I talked a lot about riding and how I missed it. I drooled when I saw others enjoying a sport that I had fallen in love with while living in Albany, NY.  I loved the thrill of the wind slapping me in the face as I flew down a hill, l loved the feeling of accomplishment that I felt climbing the hill that allowed for this to occur, and I loved the feeling that engulfed me after a long ride.  I missed it a lot, but was doing nothing about it.

I was depressed.  This is another reason that I was not riding.  I knew that getting on the bike and making my muscles sore would be good for me, but I just could no motivate myself. Then my wife got me motivated with a simple act.

One day my wife came home with a new pairs of shorts and a shirt for me to wear while I ride my bike.  the "outfit" was not suitable for cycling.  The shorts were the style worn for basketball, and the shirt was made out of cotton.  Although I could not wear these clothes on a bike ride of any significance distance (not for the type of riding that I do) it motivated me.  It was the spark that would finally get me off my butt. Soon after I was bringing my much neglected bike to the shop for a much needed tune up, and I was online trying searching for a new pair of cycling shorts and shirt.  Soon I would be riding around Lowell, MA and southern NH.

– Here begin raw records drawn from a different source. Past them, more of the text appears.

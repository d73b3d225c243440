//! Async file browsing over an SMB share.
//!
//! [`SmbFileOperations`] is blocking and `&mut self`. [`ShareFileBrowser`]
//! puts it behind a mutex and runs each call on
//! `tokio::task::spawn_blocking`, so async callers can share one adapter
//! (and its single session) across tasks.

use std::io::Cursor;
use std::sync::{Arc, Mutex, MutexGuard};

use crate::errors::FileError;

use super::smb::SmbFileOperations;
use super::work::WorkItem;
use super::{FileOperations, RemoteEntry};

/// Async file browsing capability.
#[async_trait::async_trait]
pub trait FileBrowser: Send + Sync {
    /// List directory contents at the given path.
    async fn list_dir(&self, path: &str) -> Result<Vec<RemoteEntry>, FileError>;

    /// Whether a file exists at the given path.
    async fn exists(&self, path: &str) -> Result<bool, FileError>;

    /// Create a directory and any missing parents.
    async fn create_dir_all(&self, path: &str) -> Result<(), FileError>;

    /// Read a file's contents, returning raw bytes.
    async fn read_file(&self, path: &str) -> Result<Vec<u8>, FileError>;

    /// Write raw bytes to a file below the endpoint's base path.
    async fn write_file(&self, path: &str, data: &[u8]) -> Result<(), FileError>;

    /// Log off the underlying session.
    async fn close(&self) -> Result<(), FileError>;
}

/// [`FileBrowser`] backed by a shared [`SmbFileOperations`].
#[derive(Clone)]
pub struct ShareFileBrowser {
    ops: Arc<Mutex<SmbFileOperations>>,
}

impl ShareFileBrowser {
    pub fn new(ops: SmbFileOperations) -> Self {
        Self {
            ops: Arc::new(Mutex::new(ops)),
        }
    }

    fn lock(ops: &Mutex<SmbFileOperations>) -> Result<MutexGuard<'_, SmbFileOperations>, FileError> {
        ops.lock().map_err(|e| {
            FileError::Io(std::io::Error::other(format!(
                "Failed to lock share operations: {e}"
            )))
        })
    }

    /// Run `f` against the adapter on the blocking pool.
    async fn run<T, F>(&self, f: F) -> Result<T, FileError>
    where
        T: Send + 'static,
        F: FnOnce(&mut SmbFileOperations) -> Result<T, FileError> + Send + 'static,
    {
        let ops = self.ops.clone();
        tokio::task::spawn_blocking(move || {
            let mut guard = Self::lock(&ops)?;
            f(&mut guard)
        })
        .await
        .map_err(|e| FileError::Io(std::io::Error::other(format!("Task join failed: {e}"))))?
    }
}

#[async_trait::async_trait]
impl FileBrowser for ShareFileBrowser {
    async fn list_dir(&self, path: &str) -> Result<Vec<RemoteEntry>, FileError> {
        let path = path.to_string();
        self.run(move |ops| ops.list_files(&path)).await
    }

    async fn exists(&self, path: &str) -> Result<bool, FileError> {
        let path = path.to_string();
        self.run(move |ops| ops.exists_file(&path)).await
    }

    async fn create_dir_all(&self, path: &str) -> Result<(), FileError> {
        let path = path.to_string();
        self.run(move |ops| ops.build_directory(&path, false).map(|_| ()))
            .await
    }

    async fn read_file(&self, path: &str) -> Result<Vec<u8>, FileError> {
        let path = path.to_string();
        self.run(move |ops| {
            let mut item = WorkItem::new(path.as_str());
            ops.retrieve_file(&path, &mut item)?;
            let data = item.buffer().map(|b| b.contents()).unwrap_or_default();
            ops.release_retrieved_file_resources(&mut item)?;
            Ok(data)
        })
        .await
    }

    async fn write_file(&self, path: &str, data: &[u8]) -> Result<(), FileError> {
        let path = path.to_string();
        let data = data.to_vec();
        self.run(move |ops| {
            let mut item = WorkItem::with_stream(path.as_str(), Cursor::new(data));
            ops.store_file(&path, &mut item).map(|_| ())
        })
        .await
    }

    async fn close(&self) -> Result<(), FileError> {
        self.run(|ops| {
            ops.close();
            Ok(())
        })
        .await
    }
}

Things would get a lot worse before they began to improve.  I would eventually be admitted to a hospital.  But, I would also continue to ride my bike.  When I began riding again I did not see it as something that would actually cure my depression.  I did no that several individuals had told me that exercise was good for depression.  However, the more I rode, the better I felt, and eventually riding my bike would not only become a habit, it would become a part of my life that I felt I could not live without.  I now consider it my antidepressant.

If you are depressed and cannot seem to get better, I encourage you to try something different.  Cycling and neurofeedback worked for me, but it may not work for you.  Do some research.  Find out what might work, and then try it.  If it works, great!  If it doesn't work try something else.  Being depressed is terrible--a feeling of  hopelessness that no one that has ever experienced it can truly understand.   You should be working your ass off to find something to help you get better.

Enjoy life,

Peter

2 comments

  1. Miss. Mentsh (Member) Email says :

    Liked your blog. Very encouraging. I know exercise helps, currently I swim lengths and have found that helps in many ways. I am also becoming part of the crowd that swims at the pool and friendships and conversations are very meaningful for me. Thanks.

  2. pmartin462 (Member) Email says :

    Thanks,
    I sink like a rock when I try to swim. I agree with you about the camaraderie. I enjoy solo bike rides. They can be very peaceful. But, I really became passionate about cycling after I joined a local cycling club three years ago. The club's Sunday rides are a highlight of my summer, and I become a bit blue when I am unable to make the rides for an extended period of time.